A proposito di calcio, per chi tifa Nonno Leo? “Nessuno, mi risulta non sia obbligatorio… Il punto è che di solito un bimbo eredita il tifo dal padre, ma il mio babbo è morto sotto i bombardamenti nel 1945. Così sono cresciuto con un’altra passione, quella per la musica, che mi ha instillato mia madre, maestra di pianoforte e cantante. Il suo piano l’ho regalato qualche anno fa alla scuola di musica di Viadana: non volevo venderlo, perché non sono un tipo venale, e so che lì ne fanno buon uso”.

Parliamo di musica, parliamo di Sarabanda… “Ci sono stato due volte, alla trasmissione di Italia Uno. E ci tornerò, quando si potrà, stavolta andrò a “Tu si que vales”. Voglio portare le figure di Adriano Celentano in “24mila baci”: sono molleggiato anch’io”.

E pure videomaker. “Gli sketch un po’ mi mancano, magari li riprendo, appena posso. L’ultimo ballo nella fontana di piazza Manzoni a Viadana, la scorsa estate, ha fatto migliaia di visualizzazioni. Non si direbbe, ma tengo parecchio ai dati dei social”.
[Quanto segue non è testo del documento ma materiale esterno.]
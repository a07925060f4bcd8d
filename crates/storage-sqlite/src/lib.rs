//! SQLite storage implementation for the Vehicle Manager.
//!
//! This crate provides the direct store using Diesel ORM with SQLite.
//! It implements the vehicle source trait defined in `vehiclemanager-core`
//! and contains:
//! - Database connection pooling and management
//! - Diesel migrations
//! - The vehicle repository
//! - Database-specific model types (with Diesel derives)
//!
//! # Architecture
//!
//! This crate is the only place in the application where Diesel dependencies exist.
//! All other crates (`core`, `connect`) are database-agnostic and work with traits.
//!
//! ```text
//!                server (HTTP API)
//!                       │
//!          ┌────────────┼────────────┐
//!          ▼            ▼            ▼
//!   storage-sqlite   connect   core (domain)
//!          │
//!          ▼
//!      SQLite DB
//! ```

pub mod db;
pub mod errors;
pub mod schema;

// Repository implementations
pub mod vehicles;

// Re-export database utilities
pub use db::{
    create_pool, get_connection, init, run_migrations, spawn_writer, DbConnection, DbPool,
    WriteHandle,
};

// Re-export storage errors and conversion helpers
pub use errors::{IntoCore, StorageError};

pub use vehicles::SqliteVehicleSource;

// Re-export from vehiclemanager-core for convenience
pub use vehiclemanager_core::errors::{DatabaseError, Error, Result};
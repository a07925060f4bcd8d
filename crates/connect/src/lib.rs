//! Vehicle Manager Connect - HTTP access to a remote vehicles API.
//!
//! This crate provides the remote vehicle source: a `reqwest` client that
//! speaks the JSON envelope protocol of the vehicles API and implements the
//! core vehicle source trait.

pub mod client;

// Re-export commonly used types
pub use client::RemoteVehicleSource;
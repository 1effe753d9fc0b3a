use super::*;

// =============================================================
// Plain input
// =============================================================

#[test]
fn plain_sentence_is_unchanged() {
    let text = "Erythematous macule, ABCDE: benign pattern.";
    assert_eq!(strip_markdown(text), text);
}

#[test]
fn plain_paragraphs_and_line_breaks_are_unchanged() {
    let text = "First paragraph.\nStill the first.\n\nSecond paragraph.";
    assert_eq!(strip_markdown(text), text);
}

#[test]
fn empty_input_yields_empty_output() {
    assert_eq!(strip_markdown(""), "");
    assert_eq!(strip_markdown("   \n\n  "), "");
}

// =============================================================
// Markup removal
// =============================================================

#[test]
fn strips_bold_and_italic_markers() {
    assert_eq!(
        strip_markdown("This is **important** and *subtle* and __also bold__."),
        "This is important and subtle and also bold."
    );
}

#[test]
fn strips_heading_markers() {
    assert_eq!(strip_markdown("## Observations\nRound lesion."), "Observations\n\nRound lesion.");
}

#[test]
fn strips_inline_code_markers() {
    assert_eq!(strip_markdown("Score: `3/5`"), "Score: 3/5");
}

#[test]
fn keeps_link_text_and_drops_url() {
    assert_eq!(
        strip_markdown("See [the ABCDE rule](https://example.com/abcde)."),
        "See the ABCDE rule."
    );
}

#[test]
fn drops_inline_html() {
    assert_eq!(strip_markdown("Plain <b>bold</b> text"), "Plain bold text");
}

#[test]
fn code_block_keeps_its_lines() {
    assert_eq!(strip_markdown("Before\n\n```\nline one\nline two\n```\n\nAfter"), "Before\n\nline one\nline two\n\nAfter");
}

#[test]
fn bullets_normalize_to_dashes() {
    assert_eq!(strip_markdown("* one\n* **two**\n+ three"), "- one\n- two\n- three");
}

#[test]
fn ordered_items_keep_their_numbers() {
    assert_eq!(strip_markdown("3. third\n4. fourth"), "3. third\n4. fourth");
}

#[test]
fn paragraph_after_list_opens_new_block() {
    assert_eq!(strip_markdown("- one\n- two\n\nAfter."), "- one\n- two\n\nAfter.");
}

#[test]
fn nested_lists_flatten_onto_lines() {
    assert_eq!(strip_markdown("- parent\n  - child\n- sibling"), "- parent\n- child\n- sibling");
}

// =============================================================
// Idempotency
// =============================================================

#[test]
fn stripping_is_idempotent_on_model_style_output() {
    let raw = "# Educational Analysis\n\n**Observed features:**\n\n* Asymmetry: *mild*\n* Border: regular\n\n\
               ## Next steps\n1. Monitor for changes\n2. See a `dermatologist`\n\n---\n\n_Not a diagnosis._";
    let once = strip_markdown(raw);
    assert_eq!(strip_markdown(&once), once);
    assert!(!once.contains("**"));
    assert!(!once.contains('#'));
    assert!(!once.contains('`'));
}

#[test]
fn stripping_is_idempotent_with_nested_lists() {
    let once = strip_markdown("Intro:\n\n- a\n  1. inner\n- b\n\nOutro");
    assert_eq!(strip_markdown(&once), once);
}

#[test]
fn escaped_markers_settle_in_one_call() {
    let once = strip_markdown("\\*not emphasis\\*");
    assert_eq!(once, "not emphasis");
    assert_eq!(strip_markdown(&once), once);
}

#[test]
fn code_span_with_markup_characters_settles_in_one_call() {
    let once = strip_markdown("Call `__init__` first");
    assert_eq!(once, "Call init first");
    assert_eq!(strip_markdown(&once), once);
}

#[test]
fn entity_encoded_html_settles_in_one_call() {
    let once = strip_markdown("&lt;b&gt;bold&lt;/b&gt;");
    assert_eq!(once, "bold");
    assert_eq!(strip_markdown(&once), once);
}
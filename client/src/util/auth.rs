//! Shared route-guard helpers.
//!
//! SYSTEM CONTEXT
//! ==============
//! The analyze page bounces signed-out visitors to `/login`; the login page
//! bounces signed-in visitors to `/analyze`. Both wait until the start-up
//! session check has finished.

#[cfg(test)]
#[path = "auth_test.rs"]
mod auth_test;

use leptos::prelude::*;
use leptos_router::NavigateOptions;

use crate::state::session::SessionState;

pub const LOGIN_PATH: &str = "/login";
pub const ANALYZE_PATH: &str = "/analyze";

/// Whether a guarded view should send the visitor to `/login`.
#[must_use]
pub fn should_redirect_unauth(state: &SessionState) -> bool {
    !state.loading && state.profile.is_none()
}

/// Whether the login view should send the visitor on to `/analyze`.
#[must_use]
pub fn should_redirect_authed(state: &SessionState) -> bool {
    !state.loading && state.profile.is_some()
}

fn replace() -> NavigateOptions {
    NavigateOptions { replace: true, ..NavigateOptions::default() }
}

/// Redirect to `/login` whenever the session has loaded and no profile is present.
pub fn install_unauth_redirect<F>(session: RwSignal<SessionState>, navigate: F)
where
    F: Fn(&str, NavigateOptions) + Clone + 'static,
{
    Effect::new(move || {
        if should_redirect_unauth(&session.get()) {
            navigate(LOGIN_PATH, replace());
        }
    });
}

/// Redirect to `/analyze` whenever a profile is present.
pub fn install_authed_redirect<F>(session: RwSignal<SessionState>, navigate: F)
where
    F: Fn(&str, NavigateOptions) + Clone + 'static,
{
    Effect::new(move || {
        if should_redirect_authed(&session.get()) {
            navigate(ANALYZE_PATH, replace());
        }
    });
}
Torniamo allo sport. “Devo dire che adesso è quasi più semplice rispetto a quando ero giovane, perché c’è un po’ meno concorrenza: quando hai 81 anni, se non sei al 100%, il dottore non firma l’idoneità sportiva, e questo dirada il numero di avversari. Chi rimane in pista, però, è davvero un fenomeno: i miei figli, quando mi seguono alle gare, restano sempre stupiti: l’ultima volta a Milano un “ragazzo” di 90 anni ha completato i 5.000 metri, senza fare una piega. Ci ha messo mezz’ora, ma a quell’età sfido chiunque a farlo… E dire che qualcuno si stupisce quando, in vacanza in Sicilia al villaggio turistico, due volte al giorno mi fermo per fare palestra. Ma io sono solo un principiante. Più che faticare, mi diverto”.

Un messaggio ai giovani d’oggi? “Ritrovare la fame: nell’atletica leggera vedo un buon movimento. Nel calcio e nella pallavolo femminile, ad esempio, vedo invece tanti giocatori o giocatrici stranieri e straniere. Del resto, più un popolo sta relativamente bene, più rischia di battere la fiacca e lo sport è una delle prime cartine di tornasole. Mi fa molto strano, ad esempio, vedere atleti che da giovani non fanno nulla e poi, all’improvviso, dopo i 40-50 anni fanno sport. Per carità, liberissimi di farlo, ma mi sembra un po’ una contraddizione. Personalmente non ho mai smesso di stare in movimento”.

Obiettivi del 2021? “Intanto esorcizzare il Covid, cioè poter tornare a gareggiare. A febbraio ci sono gli Italiani indoor ad Ancona, e in seguito sono in calendario i Regionali assoluti e di società, un trofeo a tappe e gli Assoluti a luglio. Ma prima dobbiamo battere questa maledetta pandemia”.

Al campo da bocce (perché nel curriculum di Nonno Leo non mancano nemmeno le bocce) Flisi è quasi una celebrità. “Ma davvero io sono ‘an fiacòn’, uno che non ama allenarsi e non ha nemmeno tanta voglia di scaldarsi. Però non invecchio mai: ho visto foto e video di dieci anni fa e sono ancora uguale. Lo dico io, me lo dicono gli altri. Il segreto? Mica lo vengo a dire a voi”.

Nodo al fazzoletto: appena finisce questo delirio da Covid, ci ritroviamo ‘in presenza’ per un’altra intervista e per chiedere di nuovo conto del tuo segreto. “Ti aspetto in giardino, a bordo piscina, con salame e lambrusco: di storie da raccontare ne ho finché vuoi”.